§ **EXERCISE INSTRUCTIONS**:
Return each line of the listing that contains the string "static".

-=-=-

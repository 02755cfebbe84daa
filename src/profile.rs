//! User roles and profile records

use std::fmt;
use std::str::FromStr;

use serde::{Deserialize, Serialize};

use crate::error::KitabuError;

/// Account role; decides which dashboard a user sees.
#[derive(Clone, Copy, Debug, PartialEq, Eq, Hash, Serialize, Deserialize)]
#[serde(rename_all = "lowercase")]
pub enum Role {
    /// Parent managing children's reading.
    Parent,
    /// Young reader.
    Child,
    /// Book author.
    Author,
}

impl Role {
    /// Lowercase name.
    pub fn as_str(self) -> &'static str {
        match self {
            Role::Parent => "parent",
            Role::Child => "child",
            Role::Author => "author",
        }
    }
}

impl fmt::Display for Role {
    fn fmt(&self, f: &mut fmt::Formatter<'_>) -> fmt::Result {
        f.write_str(self.as_str())
    }
}

impl FromStr for Role {
    type Err = KitabuError;

    fn from_str(s: &str) -> Result<Self, Self::Err> {
        match s {
            "parent" => Ok(Role::Parent),
            "child" => Ok(Role::Child),
            // "own" is what the web client calls the author role
            "author" | "own" => Ok(Role::Author),
            other => Err(KitabuError::Parse(format!("unknown role '{}'", other))),
        }
    }
}

/// Child entry listed on a parent's dashboard.
#[derive(Clone, Debug, PartialEq, Eq, Serialize, Deserialize)]
pub struct ChildSummary {
    /// Child account id.
    pub id: u64,
    /// Display name.
    pub name: String,
    /// Age in years.
    pub age: u8,
    /// Books finished.
    pub books_read: u32,
    /// Last activity date, `YYYY-MM-DD`.
    pub last_active: String,
}

/// Parent account.
#[derive(Clone, Debug, PartialEq, Eq, Serialize, Deserialize)]
pub struct ParentProfile {
    /// Display name.
    pub name: String,
    /// Contact email.
    pub email: String,
    /// Linked children.
    #[serde(default)]
    pub children: Vec<ChildSummary>,
}

/// Child account.
#[derive(Clone, Debug, PartialEq, Eq, Serialize, Deserialize)]
pub struct ChildProfile {
    /// Display name.
    pub name: String,
    /// Age in years.
    pub age: u8,
    /// Reading level label.
    pub reading_level: String,
    /// Reward points.
    #[serde(default)]
    pub points: u32,
    /// Earned badges.
    #[serde(default)]
    pub badges: Vec<String>,
    /// Books finished.
    #[serde(default)]
    pub books_read: u32,
    /// Favourite category.
    #[serde(default)]
    pub favorite_category: Option<String>,
}

/// Author account.
#[derive(Clone, Debug, PartialEq, Eq, Serialize, Deserialize)]
pub struct AuthorProfile {
    /// Display name.
    pub name: String,
    /// Contact email.
    pub email: String,
    /// Number of published books.
    #[serde(default)]
    pub created_books: u32,
    /// Follower count.
    #[serde(default)]
    pub followers: u32,
}

/// Profile record of any role.
#[derive(Clone, Debug, PartialEq, Eq, Serialize, Deserialize)]
#[serde(tag = "role", rename_all = "lowercase")]
pub enum Profile {
    /// Parent profile.
    Parent(ParentProfile),
    /// Child profile.
    Child(ChildProfile),
    /// Author profile.
    Author(AuthorProfile),
}

impl Profile {
    /// Role of this profile.
    pub fn role(&self) -> Role {
        match self {
            Profile::Parent(_) => Role::Parent,
            Profile::Child(_) => Role::Child,
            Profile::Author(_) => Role::Author,
        }
    }

    /// Display name.
    pub fn name(&self) -> &str {
        match self {
            Profile::Parent(p) => &p.name,
            Profile::Child(c) => &c.name,
            Profile::Author(a) => &a.name,
        }
    }

    /// Contact email; children have none.
    pub fn email(&self) -> Option<&str> {
        match self {
            Profile::Parent(p) => Some(&p.email),
            Profile::Child(_) => None,
            Profile::Author(a) => Some(&a.email),
        }
    }
}
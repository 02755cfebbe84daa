//! Blocking submission client for `POST /api/books`
//!
//! One attempt per call. No retry and no idempotency key: a timed-out
//! request may still have created the book on the server.

use std::time::Duration;

use kitabu::BookId;
use log::{error, info};
use serde::Deserialize;

use crate::draft::BookDraft;
use crate::error::PublishError;

/// Environment variable naming the server base URL.
pub const API_URL_ENV: &str = "KITABU_API_URL";

/// Server base used when nothing else is configured.
pub const DEFAULT_BASE_URL: &str = "http://127.0.0.1:5000";

/// Message shown after a successful submission.
pub const SUCCESS_MESSAGE: &str = "Book created successfully!";

/// Where and how long to talk to the server.
#[derive(Clone, Debug, PartialEq, Eq)]
pub struct PublishOptions {
    /// Base URL without the `/api/books` suffix.
    pub base_url: String,
    /// Whole-request timeout.
    pub timeout: Duration,
}

impl Default for PublishOptions {
    fn default() -> Self {
        Self {
            base_url: DEFAULT_BASE_URL.to_string(),
            timeout: Duration::from_secs(30),
        }
    }
}

impl PublishOptions {
    /// Defaults, with the base URL taken from `KITABU_API_URL` when set.
    pub fn from_env() -> Self {
        match std::env::var(API_URL_ENV) {
            Ok(url) if !url.trim().is_empty() => Self::default().with_base_url(url.trim()),
            _ => Self::default(),
        }
    }

    /// Override the base URL.
    pub fn with_base_url(mut self, base_url: impl Into<String>) -> Self {
        self.base_url = base_url.into();
        self
    }

    /// Override the request timeout.
    pub fn with_timeout(mut self, timeout: Duration) -> Self {
        self.timeout = timeout;
        self
    }

    fn is_local(&self) -> bool {
        self.base_url.starts_with("http://127.0.0.1") || self.base_url.starts_with("http://localhost")
    }
}

/// Server acknowledgement of a created book.
#[derive(Clone, Debug, PartialEq, Eq, Deserialize)]
pub struct PublishAck {
    /// Server message, if any.
    #[serde(default)]
    pub message: Option<String>,
    /// Identifier of the new book, if the server returned one.
    #[serde(default)]
    pub book_id: Option<BookId>,
}

impl PublishAck {
    /// Text to show the author.
    pub fn user_message(&self) -> &'static str {
        SUCCESS_MESSAGE
    }
}

#[derive(Deserialize)]
struct ErrorBody {
    #[serde(default)]
    error: Option<String>,
}

/// Sends book drafts to the server.
#[derive(Debug)]
pub struct PublishClient {
    http: reqwest::blocking::Client,
    endpoint: String,
}

impl PublishClient {
    /// Build a client; loopback servers bypass any configured proxy.
    pub fn new(options: &PublishOptions) -> Result<Self, PublishError> {
        let mut builder = reqwest::blocking::Client::builder()
            .timeout(options.timeout)
            .user_agent("kitabu");
        if options.is_local() {
            builder = builder.no_proxy();
        }
        Ok(Self {
            http: builder.build()?,
            endpoint: format!("{}/api/books", options.base_url.trim_end_matches('/')),
        })
    }

    /// Full URL the form is posted to.
    pub fn endpoint(&self) -> &str {
        &self.endpoint
    }

    /// Validate and submit `draft` once.
    pub fn submit(&self, draft: &BookDraft) -> Result<PublishAck, PublishError> {
        draft.validate()?;
        let form = draft.to_multipart()?;
        info!(
            "submitting '{}' ({} pages) to {}",
            draft.title,
            draft.pages.len(),
            self.endpoint
        );

        let response = self
            .http
            .post(&self.endpoint)
            .multipart(form)
            .send()
            .inspect_err(|err| error!("book submission failed: {}", err))?;
        let status = response.status().as_u16();
        let body = response.text()?;

        let result = interpret_response(status, &body);
        match &result {
            Ok(ack) => info!("book created (id {:?})", ack.book_id),
            Err(err) => error!("book submission failed: {}", err),
        }
        result
    }
}

/// Map a status code and body to the submission outcome.
pub fn interpret_response(status: u16, body: &str) -> Result<PublishAck, PublishError> {
    if (200..300).contains(&status) {
        return serde_json::from_str::<PublishAck>(body)
            .map_err(|err| PublishError::Decode(err.to_string()));
    }
    let parsed = serde_json::from_str::<ErrorBody>(body)
        .map_err(|err| PublishError::Decode(format!("HTTP {}: {}", status, err)))?;
    Err(PublishError::Rejected {
        status,
        message: parsed.error.unwrap_or_else(|| format!("HTTP {}", status)),
    })
}

#[cfg(test)]
mod tests {
    use super::*;

    #[test]
    fn test_success_ack() {
        let ack = interpret_response(
            200,
            r#"{"message":"Book created successfully","book_id":42}"#,
        )
        .unwrap();
        assert_eq!(ack.book_id, Some(42));
        assert_eq!(ack.user_message(), "Book created successfully!");
    }

    #[test]
    fn test_success_without_id() {
        let ack = interpret_response(201, "{}").unwrap();
        assert_eq!(ack.book_id, None);
        assert_eq!(ack.message, None);
    }

    #[test]
    fn test_rejection_keeps_server_error() {
        let err = interpret_response(403, r#"{"error":"Not authorized to create books"}"#)
            .unwrap_err();
        assert_eq!(
            err,
            PublishError::Rejected {
                status: 403,
                message: "Not authorized to create books".into()
            }
        );
        assert_eq!(err.user_message(), "Error: Not authorized to create books");
    }

    #[test]
    fn test_rejection_without_error_field() {
        let err = interpret_response(500, "{}").unwrap_err();
        assert_eq!(err.user_message(), "Error: HTTP 500");
    }

    #[test]
    fn test_non_json_bodies_are_generic_failures() {
        let err = interpret_response(200, "<html>ok</html>").unwrap_err();
        assert!(matches!(err, PublishError::Decode(_)));
        let err = interpret_response(502, "Bad Gateway").unwrap_err();
        assert_eq!(err.user_message(), crate::error::GENERIC_FAILURE);
    }

    #[test]
    fn test_endpoint_joins_base() {
        let options = PublishOptions::default().with_base_url("http://localhost:8080/");
        let client = PublishClient::new(&options).unwrap();
        assert_eq!(client.endpoint(), "http://localhost:8080/api/books");
    }

    #[test]
    fn test_submit_validates_before_sending() {
        let client = PublishClient::new(&PublishOptions::default()).unwrap();
        let draft = BookDraft::new("", "maelezo");
        assert_eq!(
            client.submit(&draft),
            Err(PublishError::Invalid {
                field: "title".into()
            })
        );
    }
}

-=-=-

§ **RESPONSE BELOW**:
    pub fn as_str(self) -> &'static str {
    pub fn user_message(&self) -> &'static str {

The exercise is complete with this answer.